Q. 今回はインタビューにご協力いただきありがとうございます。まずはじめに自己紹介をお願いします。

ファックス よろしくおねがいします。ギターとヴォーカルのJune FAXxxxxx(ジューン・ファックス)です。

マリーナ おねがいしまーす、ベースとヴォーカルのMarina Timer(マリーナ・タイマー)です。黄色い方で〜す。


Q. 結成のきっかけを教えてください。ユニット名は、北海道の小樽市出身でThe Otalsということですが。

ファックス もともと前身のバンドがあって。まあ、よくある話なんですけど、それがなくなったので、なんかやらない? みたいな感じで。

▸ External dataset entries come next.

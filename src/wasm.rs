//! WebAssembly bindings for the LS-8 emulator.
//!
//! This module provides JavaScript-friendly wrappers around the core emulator.

use wasm_bindgen::prelude::*;
use crate::Cpu;
use crate::asm::assembler::assemble;
use crate::asm::disasm::{disassemble, format_instruction};
use crate::asm::program::parse_program;
use crate::cpu::registers::NUM_REGISTERS;

/// Initialize panic hook for better error messages in console.
#[wasm_bindgen(start)]
pub fn init() {
    #[cfg(feature = "console_error_panic_hook")]
    console_error_panic_hook::set_once();
}

/// WebAssembly-friendly CPU wrapper.
#[wasm_bindgen]
pub struct WasmCpu {
    cpu: Cpu,
    program: Vec<u8>,
}

#[wasm_bindgen]
impl WasmCpu {
    /// Create a new CPU instance.
    #[wasm_bindgen(constructor)]
    pub fn new() -> Self {
        Self {
            cpu: Cpu::new(),
            program: Vec::new(),
        }
    }

    /// Load a program from `.ls8` binary-literal text.
    #[wasm_bindgen]
    pub fn load_source(&mut self, source: &str) -> Result<usize, JsError> {
        let bytes = parse_program(source)
            .map_err(|e| JsError::new(&format!("{}", e)))?;
        self.load_bytes(bytes)
    }

    /// Load a program from assembly source code.
    #[wasm_bindgen]
    pub fn load_asm(&mut self, source: &str) -> Result<usize, JsError> {
        let bytes = assemble(source)
            .map_err(|e| JsError::new(&format!("{}", e)))?;
        self.load_bytes(bytes)
    }

    fn load_bytes(&mut self, bytes: Vec<u8>) -> Result<usize, JsError> {
        let len = bytes.len();
        self.program = bytes;
        self.cpu = Cpu::new();
        self.cpu.load_program(&self.program)
            .map_err(|e| JsError::new(&format!("{}", e)))?;
        Ok(len)
    }

    /// Step one instruction. Returns the disassembled instruction,
    /// with any PRN output appended.
    #[wasm_bindgen]
    pub fn step(&mut self) -> Result<String, JsError> {
        if !self.cpu.is_running() {
            return Err(JsError::new("CPU is not running"));
        }

        let step = self.cpu.step()
            .map_err(|e| JsError::new(&format!("{}", e)))?;

        let text = format_instruction(&step.instr);
        Ok(match step.output {
            Some(value) => format!("{}  => {}", text, value),
            None => text,
        })
    }

    /// Run until halt or max cycles.
    #[wasm_bindgen]
    pub fn run(&mut self, max_cycles: u32) -> u64 {
        let _ = self.cpu.run_limited(u64::from(max_cycles));
        self.cpu.cycles
    }

    /// Reset CPU to initial state with loaded program.
    #[wasm_bindgen]
    pub fn reset(&mut self) {
        self.cpu = Cpu::new();
        if !self.program.is_empty() {
            let _ = self.cpu.load_program(&self.program);
        }
    }

    /// Check if CPU is running.
    #[wasm_bindgen]
    pub fn is_running(&self) -> bool {
        self.cpu.is_running()
    }

    /// Check if CPU is halted.
    #[wasm_bindgen]
    pub fn is_halted(&self) -> bool {
        self.cpu.is_halted()
    }

    /// Check if CPU stopped on a fault.
    #[wasm_bindgen]
    pub fn is_faulted(&self) -> bool {
        self.cpu.is_faulted()
    }

    /// Get cycle count.
    #[wasm_bindgen]
    pub fn cycles(&self) -> u64 {
        self.cpu.cycles
    }

    /// Get program counter.
    #[wasm_bindgen]
    pub fn pc(&self) -> u16 {
        self.cpu.regs.pc
    }

    /// Get a general-purpose register value (0-7).
    #[wasm_bindgen]
    pub fn register(&self, r: u8) -> u8 {
        if (r as usize) < NUM_REGISTERS {
            self.cpu.regs.read(r)
        } else {
            0
        }
    }

    /// Get the stack pointer.
    #[wasm_bindgen]
    pub fn sp(&self) -> u8 {
        self.cpu.regs.sp()
    }

    /// Get the condition flags as a string, e.g. `E--`.
    #[wasm_bindgen]
    pub fn flags(&self) -> String {
        format!("{}", self.cpu.regs.flags)
    }

    /// Get state as string.
    #[wasm_bindgen]
    pub fn state(&self) -> String {
        format!("{:?}", self.cpu.state)
    }

    /// Get memory cell value at an address (0-255).
    #[wasm_bindgen]
    pub fn memory_at(&self, addr: usize) -> u8 {
        if addr < crate::cpu::memory::MEMORY_SIZE {
            self.cpu.mem.get(addr)
        } else {
            0
        }
    }

    /// Get all memory as an array of bytes.
    #[wasm_bindgen]
    pub fn memory_all(&self) -> Vec<u8> {
        (0..crate::cpu::memory::MEMORY_SIZE)
            .map(|i| self.cpu.mem.get(i))
            .collect()
    }

    /// Get everything PRN has emitted, one value per line.
    #[wasm_bindgen]
    pub fn output(&self) -> String {
        self.cpu.output()
            .iter()
            .map(|v| v.to_string())
            .collect::<Vec<_>>()
            .join("\n")
    }

    /// Get registers and machine state as a JSON string.
    #[wasm_bindgen]
    pub fn registers_json(&self) -> String {
        let regs: Vec<u8> = (0..NUM_REGISTERS as u8)
            .map(|r| self.cpu.regs.read(r))
            .collect();

        serde_json::json!({
            "regs": regs,
            "pc": self.cpu.regs.pc,
            "flags": format!("{}", self.cpu.regs.flags),
            "state": format!("{:?}", self.cpu.state),
            "cycles": self.cpu.cycles,
        })
        .to_string()
    }
}

impl Default for WasmCpu {
    fn default() -> Self {
        Self::new()
    }
}

/// Assemble source code and return the program bytes.
#[wasm_bindgen]
pub fn wasm_assemble(source: &str) -> Result<Vec<u8>, JsError> {
    assemble(source).map_err(|e| JsError::new(&format!("{}", e)))
}

/// Disassemble a program byte image to a listing.
#[wasm_bindgen]
pub fn wasm_disassemble(bytes: Vec<u8>) -> String {
    disassemble(&bytes)
}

マリーナ ほんとは(ファックスは)心機一転したかったらしいんですけど、メンバーが見つけられなくって「東京でバンドやらない?」って連絡が来ました。バンド名は「“スティービー・ワンダーランド”か“Love-Extream”どっちがいい?」って聞かれて、どっちも嫌だったのであたしがつけました。

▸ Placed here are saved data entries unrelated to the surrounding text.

//! LS-8 Emulator - CLI Entry Point
//!
//! Commands:
//! - `ls8-emu run <program>` - Run an `.ls8` or `.asm` file
//! - `ls8-emu debug <program>` - Interactive debugger
//! - `ls8-emu asm <source>` - Assemble to `.ls8`
//! - `ls8-emu disasm <program>` - Disassemble an `.ls8` file

use clap::{Parser, Subcommand};

#[derive(Parser)]
#[command(name = "ls8-emu")]
#[command(version = "0.1.0")]
#[command(about = "An emulator of the LS-8, an 8-bit register machine for teaching CPU architecture")]
struct Cli {
    #[command(subcommand)]
    command: Option<Commands>,
}

#[derive(Subcommand)]
enum Commands {
    /// Run a program until it halts
    Run {
        /// Path to the .ls8 or .asm file to execute
        program: String,
        /// Maximum number of cycles to run (default: 10000)
        #[arg(short, long, default_value = "10000")]
        max_cycles: u64,
        /// Show a trace line after every instruction
        #[arg(short, long)]
        trace: bool,
        /// Dump the final machine state as JSON instead of a summary
        #[arg(short, long)]
        json: bool,
    },
    /// Interactive debugger
    Debug {
        /// Path to the .ls8 or .asm file to debug
        program: String,
    },
    /// Assemble source to an .ls8 program file
    Asm {
        /// Path to the source file
        source: String,
        /// Output .ls8 file
        #[arg(short, long)]
        output: Option<String>,
    },
    /// Disassemble an .ls8 file to readable text
    Disasm {
        /// Path to the .ls8 file
        program: String,
    },
}

fn main() {
    let cli = Cli::parse();

    match cli.command {
        Some(Commands::Run { program, max_cycles, trace, json }) => {
            run_program(&program, max_cycles, trace, json);
        }
        Some(Commands::Debug { program }) => {
            debug_program(&program);
        }
        Some(Commands::Asm { source, output }) => {
            assemble_file(&source, output);
        }
        Some(Commands::Disasm { program }) => {
            disassemble_file(&program);
        }
        None => {
            println!("LS-8 Emulator v0.1.0");
            println!("An 8-bit register machine for teaching CPU architecture");
            println!();
            println!("Use --help for available commands");
            println!();
            demo_program();
        }
    }
}

/// Load a program image from an `.asm` or `.ls8` file.
fn load_image(path: &str) -> Vec<u8> {
    let source = match std::fs::read_to_string(path) {
        Ok(s) => s,
        Err(e) => {
            eprintln!("❌ Failed to read file: {}", e);
            std::process::exit(1);
        }
    };

    if path.ends_with(".asm") {
        match ls8::assemble(&source) {
            Ok(bytes) => {
                println!("📝 Assembled {} bytes", bytes.len());
                bytes
            }
            Err(e) => {
                eprintln!("❌ Assembly error: {}", e);
                std::process::exit(1);
            }
        }
    } else {
        match ls8::parse_program(&source) {
            Ok(bytes) => {
                println!("📂 Loaded {} bytes", bytes.len());
                bytes
            }
            Err(e) => {
                eprintln!("❌ Failed to load program: {}", e);
                std::process::exit(1);
            }
        }
    }
}

fn run_program(path: &str, max_cycles: u64, trace: bool, json: bool) {
    use ls8::Cpu;
    use ls8::asm::disasm::format_instruction;

    println!("🔧 Running: {}", path);

    let image = load_image(path);
    if image.is_empty() {
        eprintln!("❌ No program bytes to execute");
        std::process::exit(1);
    }

    let mut cpu = Cpu::new();
    if let Err(e) = cpu.load_program(&image) {
        eprintln!("❌ Failed to load program: {}", e);
        std::process::exit(1);
    }

    println!();
    println!("━━━ Execution ━━━");

    let mut cycles = 0u64;
    while cpu.is_running() && cycles < max_cycles {
        let pc = cpu.regs.pc;

        match cpu.step() {
            Ok(step) => {
                if trace {
                    println!("0x{:02X}: {:<12} {}", pc, format_instruction(&step.instr), cpu.trace());
                }
                if let Some(value) = step.output {
                    println!("{}", value);
                }
                cycles += 1;
            }
            Err(e) => {
                eprintln!("❌ CPU error at PC=0x{:02X}: {}", pc, e);
                std::process::exit(1);
            }
        }
    }

    println!();
    if json {
        match serde_json::to_string_pretty(&cpu) {
            Ok(dump) => println!("{}", dump),
            Err(e) => {
                eprintln!("❌ Failed to serialize state: {}", e);
                std::process::exit(1);
            }
        }
    } else {
        println!("━━━ Result ━━━");
        println!("Cycles: {}", cycles);
        println!("State: {:?}", cpu.state);
        for r in 0..8u8 {
            let sp = if r == ls8::cpu::registers::SP { " (SP)" } else { "" };
            println!("R{}{}: 0x{:02X} ({})", r, sp, cpu.regs.read(r), cpu.regs.read(r));
        }
        println!("Flags: {}", cpu.regs.flags);
    }

    if cycles >= max_cycles {
        println!();
        println!("⚠️  Reached max cycles limit ({}). Use --max-cycles to increase.", max_cycles);
    }
}

fn debug_program(path: &str) {
    use ls8::tui::run_debugger;

    println!("🔍 Loading: {}", path);

    let image = load_image(path);
    if image.is_empty() {
        eprintln!("❌ No program bytes to execute");
        std::process::exit(1);
    }

    println!("🚀 Launching debugger...");
    println!();

    if let Err(e) = run_debugger(image) {
        eprintln!("❌ Debugger error: {}", e);
        std::process::exit(1);
    }
}

fn assemble_file(source_path: &str, output: Option<String>) {
    use ls8::asm::program::save_bytes;

    let out_path = output.unwrap_or_else(|| {
        source_path.replace(".asm", ".ls8")
    });

    println!("📝 Assembling: {} → {}", source_path, out_path);

    let source = match std::fs::read_to_string(source_path) {
        Ok(s) => s,
        Err(e) => {
            eprintln!("❌ Failed to read file: {}", e);
            std::process::exit(1);
        }
    };

    let bytes = match ls8::assemble(&source) {
        Ok(b) => b,
        Err(e) => {
            eprintln!("❌ Assembly error: {}", e);
            std::process::exit(1);
        }
    };

    println!("✓ Assembled {} bytes", bytes.len());

    if let Err(e) = save_bytes(&out_path, &bytes) {
        eprintln!("❌ Failed to save program: {}", e);
        std::process::exit(1);
    }

    println!("✓ Saved to {}", out_path);
}

fn disassemble_file(path: &str) {
    use ls8::disassemble;

    println!("📖 Disassembling: {}", path);
    println!();

    let source = match std::fs::read_to_string(path) {
        Ok(s) => s,
        Err(e) => {
            eprintln!("❌ Failed to read file: {}", e);
            std::process::exit(1);
        }
    };

    let bytes = match ls8::parse_program(&source) {
        Ok(b) => b,
        Err(e) => {
            eprintln!("❌ Failed to load program: {}", e);
            std::process::exit(1);
        }
    };

    println!("{}", disassemble(&bytes));
}

fn demo_program() {
    use ls8::Cpu;

    println!("━━━ Demo: print the number 8 ━━━");
    println!();

    // LDI R0,8 / PRN R0 / HLT
    let image = [0b1000_0010, 0, 8, 0b0100_0111, 0, 0b0000_0001];

    let mut cpu = Cpu::new();
    if cpu.load_program(&image).is_err() {
        return;
    }

    match cpu.run() {
        Ok(executed) => {
            for value in cpu.output() {
                println!("{}", value);
            }
            println!();
            println!("✓ Executed {} instructions, state: {:?}", executed, cpu.state);
        }
        Err(e) => {
            eprintln!("❌ Demo failed: {}", e);
        }
    }
}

Q. “世界一とっつきやすいシューゲイザー”を掲げて活動されていますが、お二人がこういった音楽性に行き着いた理由、あるいはシューゲイザーに目覚めたきっかけはなんだったのでしょうか。

ファックス 俺らの場合どちらかというと、「シューゲイザーがやりたい!」ってこうなったというより、いろんな条件が組み合わさってそれっぽくなった、っていう方が近くって。My Bloody Valentineとかもほとんど聴かないし。Teenage Fanclubの初期とかスーパーカーとか、90年代の歪みが強いポップなオルタナみたいなラインが好きだったっていうのが大きいのかな、あとはThe Beach Boysの浮遊感をギターの歪みとかコーラス・ワークで目指そうとした、感じ、みたいなのが、大枠なんですかね。なんか、細かいこと言い出すとぐちゃぐちゃになっちゃいそうなんですけど。

マリーナ あたしはずっとChvrchesが大好きで、あとはPerfumeとかエレポップ的なものの影響が大きかったから、ポップなやつやりたいってとこだけ共通してて。あとはエモ・バンドも好きだったので、そんなところを合体した落としどころ〜みたいな感じで、今のオタルズを考えてます。でも、あたしもスーパーカー好きだし、Letting Up Despite Great Faultsとかシューゲイザーのバンドで共通して聴いてたのもあるので、やっぱりそういうとこなのかも。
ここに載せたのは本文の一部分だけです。